*REQUIRED WORK*
Print the full listing below exactly, keeping every character as it stands.

*STUDY MATERIAL*
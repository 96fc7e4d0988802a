//! YAML event source on libyaml.
//!
//! libyaml reports each scalar with the text it was written with, so values
//! reach the machine untouched: `0x10` stays `0x10`, `~` stays `~`, and a key
//! repeated inside one mapping arrives twice. An empty or comment-only
//! stream yields just stream start and end.

use std::borrow::Cow;
use std::io::Read;
use std::mem::{self, MaybeUninit};
use std::slice;

use serde::de::IgnoredAny;
use serde::Deserialize;
use unsafe_libyaml as sys;

use super::EventSource;
use crate::error::SourceError;
use crate::event::Event;

/// Owned libyaml parser over `input`.
struct Parser<'input> {
    // Boxed so it never moves; libyaml keeps a pointer back to the parser.
    raw: Box<MaybeUninit<sys::yaml_parser_t>>,
    input: Cow<'input, [u8]>,
}

impl<'input> Parser<'input> {
    fn new(input: Cow<'input, [u8]>) -> Result<Self, SourceError> {
        let mut raw = Box::new(MaybeUninit::<sys::yaml_parser_t>::uninit());
        // SAFETY: the parser is initialised before use. The input bytes are
        // owned by (or outlive) the returned value and never move, and Drop
        // deletes the parser before they are released.
        unsafe {
            let parser = raw.as_mut_ptr();
            if sys::yaml_parser_initialize(parser).fail {
                return Err(SourceError::Message("out of memory initialising YAML parser".into()));
            }
            sys::yaml_parser_set_input_string(parser, input.as_ptr(), input.len() as u64);
        }
        Ok(Self { raw, input })
    }

    /// Parse the next event. Must not be called again after an error or
    /// after `StreamEnd`.
    fn next(&mut self) -> Result<Event, SourceError> {
        let mut raw_event = MaybeUninit::<sys::yaml_event_t>::uninit();
        // SAFETY: the parser was initialised in `new`. A successfully parsed
        // event is converted, then released exactly once.
        unsafe {
            let event = raw_event.as_mut_ptr();
            if sys::yaml_parser_parse(self.raw.as_mut_ptr(), event).fail {
                return Err(diagnose(&self.input));
            }
            let converted = convert(&*event);
            sys::yaml_event_delete(event);
            converted
        }
    }
}

impl Drop for Parser<'_> {
    fn drop(&mut self) {
        // SAFETY: a `Parser` only exists once initialisation succeeded.
        unsafe { sys::yaml_parser_delete(self.raw.as_mut_ptr()) }
    }
}

/// Map a libyaml event onto the event vocabulary.
///
/// # Safety
///
/// `event` must have been filled by a successful `yaml_parser_parse`.
unsafe fn convert(event: &sys::yaml_event_t) -> Result<Event, SourceError> {
    Ok(match event.type_ {
        sys::YAML_STREAM_START_EVENT => Event::StreamStart,
        sys::YAML_STREAM_END_EVENT => Event::StreamEnd,
        sys::YAML_DOCUMENT_START_EVENT => Event::DocumentStart,
        sys::YAML_DOCUMENT_END_EVENT => Event::DocumentEnd,
        sys::YAML_MAPPING_START_EVENT => Event::MappingStart,
        sys::YAML_MAPPING_END_EVENT => Event::MappingEnd,
        sys::YAML_SEQUENCE_START_EVENT => Event::SequenceStart,
        sys::YAML_SEQUENCE_END_EVENT => Event::SequenceEnd,
        sys::YAML_SCALAR_EVENT => {
            let scalar = event.data.scalar;
            if scalar.value.is_null() || scalar.length == 0 {
                Event::scalar("")
            } else {
                let bytes = slice::from_raw_parts(scalar.value, scalar.length as usize);
                Event::Scalar(String::from_utf8_lossy(bytes).into_owned())
            }
        }
        sys::YAML_ALIAS_EVENT => {
            return Err(SourceError::Message(format!(
                "unsupported alias at line {} column {}",
                event.start_mark.line + 1,
                event.start_mark.column + 1
            )))
        }
        _ => return Err(SourceError::Message("unrecognised YAML event".into())),
    })
}

/// Explain why libyaml rejected `input`, through serde_yaml's diagnostics.
fn diagnose(input: &[u8]) -> SourceError {
    for document in serde_yaml::Deserializer::from_slice(input) {
        if let Err(err) = IgnoredAny::deserialize(document) {
            return SourceError::Yaml(err);
        }
    }
    SourceError::Message("malformed YAML".into())
}

enum Phase<'input> {
    Parsing(Parser<'input>),
    /// Reported on the first pull.
    Failed(SourceError),
    Done,
}

/// Event source over YAML text.
///
/// Events come straight from libyaml in document order. Scalars carry their
/// source text whatever their style; tags and anchors are dropped. Aliases
/// are rejected as a source error.
pub struct YamlEventSource<'input> {
    phase: Phase<'input>,
}

impl<'input> YamlEventSource<'input> {
    pub fn from_str(input: &'input str) -> Self {
        Self::from_slice(input.as_bytes())
    }

    pub fn from_slice(input: &'input [u8]) -> Self {
        Self::new(Cow::Borrowed(input))
    }

    /// Read `reader` to the end, then parse. A read failure is reported by
    /// the first `next_event`.
    pub fn from_reader<R: Read>(mut reader: R) -> Self {
        let mut buffer = Vec::new();
        match reader.read_to_end(&mut buffer) {
            Ok(_) => Self::new(Cow::Owned(buffer)),
            Err(err) => Self { phase: Phase::Failed(err.into()) },
        }
    }

    fn new(input: Cow<'input, [u8]>) -> Self {
        let phase = match Parser::new(input) {
            Ok(parser) => Phase::Parsing(parser),
            Err(err) => Phase::Failed(err),
        };
        Self { phase }
    }
}

impl EventSource for YamlEventSource<'_> {
    fn next_event(&mut self) -> Result<Option<Event>, SourceError> {
        match mem::replace(&mut self.phase, Phase::Done) {
            Phase::Parsing(mut parser) => {
                let event = parser.next()?;
                if event != Event::StreamEnd {
                    self.phase = Phase::Parsing(parser);
                }
                Ok(Some(event))
            }
            Phase::Failed(err) => Err(err),
            Phase::Done => Ok(None),
        }
    }
}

*OUTPUT FOR THIS EXERCISE*
repository 96fc7e4d0988802a
//! YAML event source on libyaml.
//!
//! libyaml reports each scalar with the text it was written with, so values
//! reach the machine untouched: `0x10` stays `0x10`, `~` stays `~`, and a key
//! repeated inside one mapping arrives twice. An empty or comment-only
//! stream yields just stream start and end.

use std::borrow::Cow;
use std::io::Read;
use std::mem::{self, MaybeUninit};
use std::slice;

use serde::de::IgnoredAny;
use serde::Deserialize;
use unsafe_libyaml as sys;

use super::EventSource;
use crate::error::SourceError;
use crate::event::Event;

/// Owned libyaml parser over `input`.
struct Parser<'input> {
    // Boxed so it never moves; libyaml keeps a pointer back to the parser.
    raw: Box<MaybeUninit<sys::yaml_parser_t>>,
    input: Cow<'input, [u8]>,
}

impl<'input> Parser<'input> {
    fn new(input: Cow<'input, [u8]>) -> Result<Self, SourceError> {
        let mut raw = Box::new(MaybeUninit::<sys::yaml_parser_t>::uninit());
        // SAFETY: the parser is initialised before use. The input bytes are
        // owned by (or outlive) the returned value and never move, and Drop
        // deletes the parser before they are released.
        unsafe {
            let parser = raw.as_mut_ptr();
            if sys::yaml_parser_initialize(parser).fail {
                return Err(SourceError::Message("out of memory initialising YAML parser".into()));
            }
            sys::yaml_parser_set_input_string(parser, input.as_ptr(), input.len() as u64);
        }
        Ok(Self { raw, input })
    }

    /// Parse the next event. Must not be called again after an error or
    /// after `StreamEnd`.
    fn next(&mut self) -> Result<Event, SourceError> {
        let mut raw_event = MaybeUninit::<sys::yaml_event_t>::uninit();
        // SAFETY: the parser was initialised in `new`. A successfully parsed
        // event is converted, then released exactly once.
        unsafe {
            let event = raw_event.as_mut_ptr();
            if sys::yaml_parser_parse(self.raw.as_mut_ptr(), event).fail {
                return Err(diagnose(&self.input));
            }
            let converted = convert(&*event);
            sys::yaml_event_delete(event);
            converted
        }
    }
}

impl Drop for Parser<'_> {
    fn drop(&mut self) {
        // SAFETY: a `Parser` only exists once initialisation succeeded.
        unsafe { sys::yaml_parser_delete(self.raw.as_mut_ptr()) }
    }
}

/// Map a libyaml event onto the event vocabulary.
///
/// # Safety
///
/// `event` must have been filled by a successful `yaml_parser_parse`.
unsafe fn convert(event: &sys::yaml_event_t) -> Result<Event, SourceError> {
    Ok(match event.type_ {
        sys::YAML_STREAM_START_EVENT => Event::StreamStart,
        sys::YAML_STREAM_END_EVENT => Event::StreamEnd,
        sys::YAML_DOCUMENT_START_EVENT => Event::DocumentStart,
        sys::YAML_DOCUMENT_END_EVENT => Event::DocumentEnd,
        sys::YAML_MAPPING_START_EVENT => Event::MappingStart,
        sys::YAML_MAPPING_END_EVENT => Event::MappingEnd,
        sys::YAML_SEQUENCE_START_EVENT => Event::SequenceStart,
        sys::YAML_SEQUENCE_END_EVENT => Event::SequenceEnd,
        sys::YAML_SCALAR_EVENT => {
            let scalar = event.data.scalar;
            if scalar.value.is_null() || scalar.length == 0 {
                Event::scalar("")
            } else {
                let bytes = slice::from_raw_parts(scalar.value, scalar.length as usize);
                Event::Scalar(String::from_utf8_lossy(bytes).into_owned())
            }
        }
        sys::YAML_ALIAS_EVENT => {
            return Err(SourceError::Message(format!(
                "unsupported alias at line {} column {}",
                event.start_mark.line + 1,
                event.start_mark.column + 1
            )))
        }
        _ => return Err(SourceError::Message("unrecognised YAML event".into())),
    })
}

/// Explain why libyaml rejected `input`, through serde_yaml's diagnostics.
fn diagnose(input: &[u8]) -> SourceError {
    for document in serde_yaml::Deserializer::from_slice(input) {
        if let Err(err) = IgnoredAny::deserialize(document) {
            return SourceError::Yaml(err);
        }
    }
    SourceError::Message("malformed YAML".into())
}

enum Phase<'input> {
    Parsing(Parser<'input>),
    /// Reported on the first pull.
    Failed(SourceError),
    Done,
}

/// Event source over YAML text.
///
/// Events come straight from libyaml in document order. Scalars carry their
/// source text whatever their style; tags and anchors are dropped. Aliases
/// are rejected as a source error.
pub struct YamlEventSource<'input> {
    phase: Phase<'input>,
}

impl<'input> YamlEventSource<'input> {
    pub fn from_str(input: &'input str) -> Self {
        Self::from_slice(input.as_bytes())
    }

    pub fn from_slice(input: &'input [u8]) -> Self {
        Self::new(Cow::Borrowed(input))
    }

    /// Read `reader` to the end, then parse. A read failure is reported by
    /// the first `next_event`.
    pub fn from_reader<R: Read>(mut reader: R) -> Self {
        let mut buffer = Vec::new();
        match reader.read_to_end(&mut buffer) {
            Ok(_) => Self::new(Cow::Owned(buffer)),
            Err(err) => Self { phase: Phase::Failed(err.into()) },
        }
    }

    fn new(input: Cow<'input, [u8]>) -> Self {
        let phase = match Parser::new(input) {
            Ok(parser) => Phase::Parsing(parser),
            Err(err) => Phase::Failed(err),
        };
        Self { phase }
    }
}

impl EventSource for YamlEventSource<'_> {
    fn next_event(&mut self) -> Result<Option<Event>, SourceError> {
        match mem::replace(&mut self.phase, Phase::Done) {
            Phase::Parsing(mut parser) => {
                let event = parser.next()?;
                if event != Event::StreamEnd {
                    self.phase = Phase::Parsing(parser);
                }
                Ok(Some(event))
            }
            Phase::Failed(err) => Err(err),
            Phase::Done => Ok(None),
        }
    }
}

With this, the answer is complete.